(Beginning of Data records)

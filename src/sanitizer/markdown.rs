//! Markdown variant: markdown syntax is kept as text, embedded HTML goes
//! through the same tag and attribute policy as HTML content.

use std::sync::LazyLock;

use regex::{Captures, Regex};
use scraper::Html;

use super::allowlist::{ALLOWED_TAGS, REMOVED_WITH_CONTENT, filter_attributes, is_safe_uri};
use super::residual::ResidualSanitizer;
use super::tree::escape_attr;
use super::Sanitizer;

const MAX_ROUNDS: usize = 8;

/// One regex per container whose content must disappear with it. The regex
/// crate has no back-references, so the closing tag is spelled out.
static DANGEROUS_BLOCKS: LazyLock<Vec<Regex>> = LazyLock::new(|| {
    REMOVED_WITH_CONTENT
        .iter()
        .map(|tag| {
            Regex::new(&format!(r"(?is)<{tag}\b[^>]*>.*?</{tag}\s*>"))
                .expect("invalid regex pattern")
        })
        .collect()
});

static COMMENT: LazyLock<Regex> =
    LazyLock::new(|| Regex::new(r"(?s)<!--.*?(?:-->|$)").expect("invalid regex pattern"));

static AUTOLINK: LazyLock<Regex> = LazyLock::new(|| {
    Regex::new(r"<([a-zA-Z][a-zA-Z0-9+.\-]*:[^\s<>]*)>").expect("invalid regex pattern")
});

static TAG_TOKEN: LazyLock<Regex> = LazyLock::new(|| {
    Regex::new(r"<(/?)([a-zA-Z][a-zA-Z0-9-]*)((?:[\s/][^<>]*)?)>").expect("invalid regex pattern")
});

static INLINE_LINK_TARGET: LazyLock<Regex> = LazyLock::new(|| {
    Regex::new(r"(\]\(\s*)(<[^>\n]*>|(?:[^\s()]|\([^\s()]*\))+)").expect("invalid regex pattern")
});

static REFERENCE_DEFINITION: LazyLock<Regex> = LazyLock::new(|| {
    Regex::new(r"(?m)^( {0,3}\[[^\]\n]+\]:[ \t]*)(<[^>\n]*>|\S+)").expect("invalid regex pattern")
});

/// Any `<` that a renderer could read as the start of markup: an autolink,
/// a complete tag, or the opener of a tag that never closes.
static OPENER: LazyLock<Regex> = LazyLock::new(|| {
    Regex::new(&format!("{}|{}|<[a-zA-Z/!?]", AUTOLINK.as_str(), TAG_TOKEN.as_str()))
        .expect("invalid regex pattern")
});

static BACKSLASH_ESCAPE: LazyLock<Regex> =
    LazyLock::new(|| Regex::new(r"\\([!-/:-@\[-`{-~])").expect("invalid regex pattern"));

/// The destination a renderer would link to: angle brackets stripped,
/// backslash escapes removed and character references decoded.
fn decode_link_target(target: &str) -> String {
    let target = target
        .strip_prefix('<')
        .and_then(|t| t.strip_suffix('>'))
        .unwrap_or(target);
    let unescaped = BACKSLASH_ESCAPE.replace_all(target, "$1");
    let fragment = Html::parse_fragment(&unescaped.replace('<', "&lt;"));
    fragment.root_element().text().collect()
}

fn link_target_is_safe(target: &str) -> bool {
    is_safe_uri(&decode_link_target(target))
}

/// Keep an opener only if it is a safe autolink or a tag already in the
/// exact form [`rebuild_tag`] emits; anything else is escaped to text.
fn settle_opener(caps: &Captures<'_>) -> String {
    let token = &caps[0];
    let intact = if let Some(link) = AUTOLINK.captures(token) {
        is_safe_uri(&link[1])
    } else if let Some(tag) = TAG_TOKEN.captures(token) {
        rebuild_tag(&tag) == token
    } else {
        false
    };
    if intact {
        token.to_string()
    } else {
        format!("&lt;{}", &token[1..])
    }
}

fn rebuild_tag(caps: &Captures<'_>) -> String {
    let closing = !caps[1].is_empty();
    let name = caps[2].to_ascii_lowercase();
    if !ALLOWED_TAGS.contains(&name.as_str()) {
        return String::new();
    }
    if closing {
        return format!("</{name}>");
    }

    // Let the HTML parser decode entities and quoting, then re-apply the
    // attribute policy to what it saw.
    let parsed = Html::parse_fragment(&format!("<span{}>", &caps[3]));
    let attrs = parsed
        .root_element()
        .children()
        .find_map(|node| node.value().as_element().cloned())
        .map(|el| filter_attributes(&name, el.attrs()))
        .unwrap_or_default();

    let mut out = format!("<{name}");
    for (key, value) in &attrs {
        out.push(' ');
        out.push_str(key);
        out.push_str("=\"");
        escape_attr(value, &mut out);
        out.push('"');
    }
    out.push('>');
    out
}

fn round(input: &str) -> String {
    let mut text = DANGEROUS_BLOCKS
        .iter()
        .fold(input.to_string(), |acc, re| re.replace_all(&acc, "").into_owned());

    text = COMMENT.replace_all(&text, "").into_owned();

    text = AUTOLINK
        .replace_all(&text, |caps: &Captures<'_>| {
            if is_safe_uri(&caps[1]) {
                caps[0].to_string()
            } else {
                String::new()
            }
        })
        .into_owned();

    text = TAG_TOKEN.replace_all(&text, rebuild_tag).into_owned();

    text = INLINE_LINK_TARGET
        .replace_all(&text, |caps: &Captures<'_>| {
            if link_target_is_safe(&caps[2]) {
                caps[0].to_string()
            } else {
                format!("{}#", &caps[1])
            }
        })
        .into_owned();

    REFERENCE_DEFINITION
        .replace_all(&text, |caps: &Captures<'_>| {
            if link_target_is_safe(&caps[2]) {
                caps[0].to_string()
            } else {
                format!("{}#", &caps[1])
            }
        })
        .into_owned()
}

/// Sanitizer for markdown text that may embed inline HTML.
///
/// Markdown syntax passes through untouched. Dangerous containers are
/// removed with their content, every other tag is rebuilt from the HTML
/// allow-list (or dropped, keeping its text), and link targets that would
/// execute script once decoded are replaced by `#`. A `<` that still opens
/// markup the rebuild did not produce, such as a tag that is never closed,
/// is escaped to `&lt;`.
///
/// ```
/// use chat_guard::sanitizer::{MarkdownSanitizer, Sanitizer};
///
/// let md = MarkdownSanitizer::default();
/// assert_eq!(
///     md.sanitize("**Bold** [clic](javascript:alert(1)) <b onclick=\"x()\">b</b>"),
///     "**Bold** [clic](#) <b>b</b>"
/// );
/// ```
#[derive(Default)]
pub struct MarkdownSanitizer {
    residual: ResidualSanitizer,
}

impl Sanitizer for MarkdownSanitizer {
    fn sanitize(&self, markdown: &str) -> String {
        let mut current = markdown.to_string();
        for _ in 0..MAX_ROUNDS {
            let next = round(&current);
            if next == current {
                break;
            }
            current = next;
        }
        let cleaned = self.residual.sanitize(&current);
        OPENER.replace_all(&cleaned, settle_opener).into_owned()
    }
}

(End of Data records)

**The problem**.
The answer to this exercise is one number: how many lines of the records above contain the string "Some".

**Finished task**.
2